## WORK ITEM:
Retyping the entire listing exactly is the task.

## DATA:
•••••

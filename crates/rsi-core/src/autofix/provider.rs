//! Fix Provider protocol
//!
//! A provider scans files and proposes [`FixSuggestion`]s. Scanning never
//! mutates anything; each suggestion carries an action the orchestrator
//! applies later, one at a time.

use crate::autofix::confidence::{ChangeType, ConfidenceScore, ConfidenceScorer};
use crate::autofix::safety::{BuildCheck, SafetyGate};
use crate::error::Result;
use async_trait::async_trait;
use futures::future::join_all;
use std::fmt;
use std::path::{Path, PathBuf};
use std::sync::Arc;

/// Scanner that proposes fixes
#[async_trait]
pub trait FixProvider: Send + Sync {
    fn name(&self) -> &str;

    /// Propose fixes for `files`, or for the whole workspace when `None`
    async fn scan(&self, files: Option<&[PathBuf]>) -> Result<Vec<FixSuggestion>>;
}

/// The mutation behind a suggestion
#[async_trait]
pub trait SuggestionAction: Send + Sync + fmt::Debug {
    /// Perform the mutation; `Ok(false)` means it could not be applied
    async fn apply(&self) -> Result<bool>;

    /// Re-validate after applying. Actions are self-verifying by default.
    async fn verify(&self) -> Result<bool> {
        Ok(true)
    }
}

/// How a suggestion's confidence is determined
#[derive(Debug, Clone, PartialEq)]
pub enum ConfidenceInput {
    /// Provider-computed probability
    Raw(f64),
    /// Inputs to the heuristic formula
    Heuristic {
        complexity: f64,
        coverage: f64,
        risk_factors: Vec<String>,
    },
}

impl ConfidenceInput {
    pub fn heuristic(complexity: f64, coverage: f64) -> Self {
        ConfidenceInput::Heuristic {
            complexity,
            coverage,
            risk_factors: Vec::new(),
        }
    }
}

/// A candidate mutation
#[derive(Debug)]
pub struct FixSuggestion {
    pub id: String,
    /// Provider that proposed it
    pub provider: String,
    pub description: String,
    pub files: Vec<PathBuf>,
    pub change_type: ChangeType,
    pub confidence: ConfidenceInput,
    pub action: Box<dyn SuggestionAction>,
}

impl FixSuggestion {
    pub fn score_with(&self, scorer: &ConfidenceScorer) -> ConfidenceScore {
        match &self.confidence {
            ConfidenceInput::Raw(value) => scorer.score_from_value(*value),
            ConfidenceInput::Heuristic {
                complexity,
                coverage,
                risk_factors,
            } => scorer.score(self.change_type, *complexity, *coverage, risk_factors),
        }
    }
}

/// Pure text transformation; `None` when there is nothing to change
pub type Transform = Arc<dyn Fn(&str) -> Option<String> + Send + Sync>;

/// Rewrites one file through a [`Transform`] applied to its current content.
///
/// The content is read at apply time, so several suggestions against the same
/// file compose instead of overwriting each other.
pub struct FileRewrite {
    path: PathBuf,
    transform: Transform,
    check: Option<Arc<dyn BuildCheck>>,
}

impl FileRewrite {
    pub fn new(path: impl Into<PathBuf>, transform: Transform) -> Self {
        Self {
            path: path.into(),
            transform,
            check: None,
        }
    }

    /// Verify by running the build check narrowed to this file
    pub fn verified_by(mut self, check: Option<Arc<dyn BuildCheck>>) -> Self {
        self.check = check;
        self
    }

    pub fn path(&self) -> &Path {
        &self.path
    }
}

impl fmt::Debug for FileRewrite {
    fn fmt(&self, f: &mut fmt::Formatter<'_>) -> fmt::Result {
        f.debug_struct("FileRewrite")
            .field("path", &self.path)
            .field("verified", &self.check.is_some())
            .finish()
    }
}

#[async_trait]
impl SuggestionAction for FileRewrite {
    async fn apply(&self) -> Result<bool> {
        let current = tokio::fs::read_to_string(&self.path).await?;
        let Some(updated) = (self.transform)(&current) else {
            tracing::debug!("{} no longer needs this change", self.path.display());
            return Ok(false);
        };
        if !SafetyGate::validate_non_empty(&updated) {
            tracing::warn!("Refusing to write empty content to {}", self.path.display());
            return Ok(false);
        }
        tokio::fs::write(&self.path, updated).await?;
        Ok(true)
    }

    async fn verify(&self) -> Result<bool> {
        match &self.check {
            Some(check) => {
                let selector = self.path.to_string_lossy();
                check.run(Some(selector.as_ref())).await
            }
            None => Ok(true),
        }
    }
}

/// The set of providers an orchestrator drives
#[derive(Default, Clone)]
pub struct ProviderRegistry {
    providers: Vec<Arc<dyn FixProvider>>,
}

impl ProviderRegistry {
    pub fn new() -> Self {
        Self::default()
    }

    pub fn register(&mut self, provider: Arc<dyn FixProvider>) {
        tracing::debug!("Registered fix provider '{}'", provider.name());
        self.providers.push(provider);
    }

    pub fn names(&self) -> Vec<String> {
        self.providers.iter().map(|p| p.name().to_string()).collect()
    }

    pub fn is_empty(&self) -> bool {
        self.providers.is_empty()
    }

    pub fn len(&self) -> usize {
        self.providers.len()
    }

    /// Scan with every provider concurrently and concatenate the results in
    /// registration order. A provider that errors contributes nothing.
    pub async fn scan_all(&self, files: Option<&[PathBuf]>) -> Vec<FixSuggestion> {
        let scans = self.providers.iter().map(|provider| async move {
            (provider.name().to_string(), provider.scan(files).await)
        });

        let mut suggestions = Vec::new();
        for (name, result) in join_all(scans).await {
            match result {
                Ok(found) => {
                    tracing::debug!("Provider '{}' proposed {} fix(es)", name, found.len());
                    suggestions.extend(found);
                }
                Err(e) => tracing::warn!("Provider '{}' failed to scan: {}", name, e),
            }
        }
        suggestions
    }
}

•••••

## REPLY:
filename crates/rsi-core/src/autofix/provider.rs
//! Fix Provider protocol
//!
//! A provider scans files and proposes [`FixSuggestion`]s. Scanning never
//! mutates anything; each suggestion carries an action the orchestrator
//! applies later, one at a time.

use crate::autofix::confidence::{ChangeType, ConfidenceScore, ConfidenceScorer};
use crate::autofix::safety::{BuildCheck, SafetyGate};
use crate::error::Result;
use async_trait::async_trait;
use futures::future::join_all;
use std::fmt;
use std::path::{Path, PathBuf};
use std::sync::Arc;

/// Scanner that proposes fixes
#[async_trait]
pub trait FixProvider: Send + Sync {
    fn name(&self) -> &str;

    /// Propose fixes for `files`, or for the whole workspace when `None`
    async fn scan(&self, files: Option<&[PathBuf]>) -> Result<Vec<FixSuggestion>>;
}

/// The mutation behind a suggestion
#[async_trait]
pub trait SuggestionAction: Send + Sync + fmt::Debug {
    /// Perform the mutation; `Ok(false)` means it could not be applied
    async fn apply(&self) -> Result<bool>;

    /// Re-validate after applying. Actions are self-verifying by default.
    async fn verify(&self) -> Result<bool> {
        Ok(true)
    }
}

/// How a suggestion's confidence is determined
#[derive(Debug, Clone, PartialEq)]
pub enum ConfidenceInput {
    /// Provider-computed probability
    Raw(f64),
    /// Inputs to the heuristic formula
    Heuristic {
        complexity: f64,
        coverage: f64,
        risk_factors: Vec<String>,
    },
}

impl ConfidenceInput {
    pub fn heuristic(complexity: f64, coverage: f64) -> Self {
        ConfidenceInput::Heuristic {
            complexity,
            coverage,
            risk_factors: Vec::new(),
        }
    }
}

/// A candidate mutation
#[derive(Debug)]
pub struct FixSuggestion {
    pub id: String,
    /// Provider that proposed it
    pub provider: String,
    pub description: String,
    pub files: Vec<PathBuf>,
    pub change_type: ChangeType,
    pub confidence: ConfidenceInput,
    pub action: Box<dyn SuggestionAction>,
}

impl FixSuggestion {
    pub fn score_with(&self, scorer: &ConfidenceScorer) -> ConfidenceScore {
        match &self.confidence {
            ConfidenceInput::Raw(value) => scorer.score_from_value(*value),
            ConfidenceInput::Heuristic {
                complexity,
                coverage,
                risk_factors,
            } => scorer.score(self.change_type, *complexity, *coverage, risk_factors),
        }
    }
}

/// Pure text transformation; `None` when there is nothing to change
pub type Transform = Arc<dyn Fn(&str) -> Option<String> + Send + Sync>;

/// Rewrites one file through a [`Transform`] applied to its current content.
///
/// The content is read at apply time, so several suggestions against the same
/// file compose instead of overwriting each other.
pub struct FileRewrite {
    path: PathBuf,
    transform: Transform,
    check: Option<Arc<dyn BuildCheck>>,
}

impl FileRewrite {
    pub fn new(path: impl Into<PathBuf>, transform: Transform) -> Self {
        Self {
            path: path.into(),
            transform,
            check: None,
        }
    }

    /// Verify by running the build check narrowed to this file
    pub fn verified_by(mut self, check: Option<Arc<dyn BuildCheck>>) -> Self {
        self.check = check;
        self
    }

    pub fn path(&self) -> &Path {
        &self.path
    }
}

impl fmt::Debug for FileRewrite {
    fn fmt(&self, f: &mut fmt::Formatter<'_>) -> fmt::Result {
        f.debug_struct("FileRewrite")
            .field("path", &self.path)
            .field("verified", &self.check.is_some())
            .finish()
    }
}

#[async_trait]
impl SuggestionAction for FileRewrite {
    async fn apply(&self) -> Result<bool> {
        let current = tokio::fs::read_to_string(&self.path).await?;
        let Some(updated) = (self.transform)(&current) else {
            tracing::debug!("{} no longer needs this change", self.path.display());
            return Ok(false);
        };
        if !SafetyGate::validate_non_empty(&updated) {
            tracing::warn!("Refusing to write empty content to {}", self.path.display());
            return Ok(false);
        }
        tokio::fs::write(&self.path, updated).await?;
        Ok(true)
    }

    async fn verify(&self) -> Result<bool> {
        match &self.check {
            Some(check) => {
                let selector = self.path.to_string_lossy();
                check.run(Some(selector.as_ref())).await
            }
            None => Ok(true),
        }
    }
}

/// The set of providers an orchestrator drives
#[derive(Default, Clone)]
pub struct ProviderRegistry {
    providers: Vec<Arc<dyn FixProvider>>,
}

impl ProviderRegistry {
    pub fn new() -> Self {
        Self::default()
    }

    pub fn register(&mut self, provider: Arc<dyn FixProvider>) {
        tracing::debug!("Registered fix provider '{}'", provider.name());
        self.providers.push(provider);
    }

    pub fn names(&self) -> Vec<String> {
        self.providers.iter().map(|p| p.name().to_string()).collect()
    }

    pub fn is_empty(&self) -> bool {
        self.providers.is_empty()
    }

    pub fn len(&self) -> usize {
        self.providers.len()
    }

    /// Scan with every provider concurrently and concatenate the results in
    /// registration order. A provider that errors contributes nothing.
    pub async fn scan_all(&self, files: Option<&[PathBuf]>) -> Vec<FixSuggestion> {
        let scans = self.providers.iter().map(|provider| async move {
            (provider.name().to_string(), provider.scan(files).await)
        });

        let mut suggestions = Vec::new();
        for (name, result) in join_all(scans).await {
            match result {
                Ok(found) => {
                    tracing::debug!("Provider '{}' proposed {} fix(es)", name, found.len());
                    suggestions.extend(found);
                }
                Err(e) => tracing::warn!("Provider '{}' failed to scan: {}", name, e),
            }
        }
        suggestions
    }
}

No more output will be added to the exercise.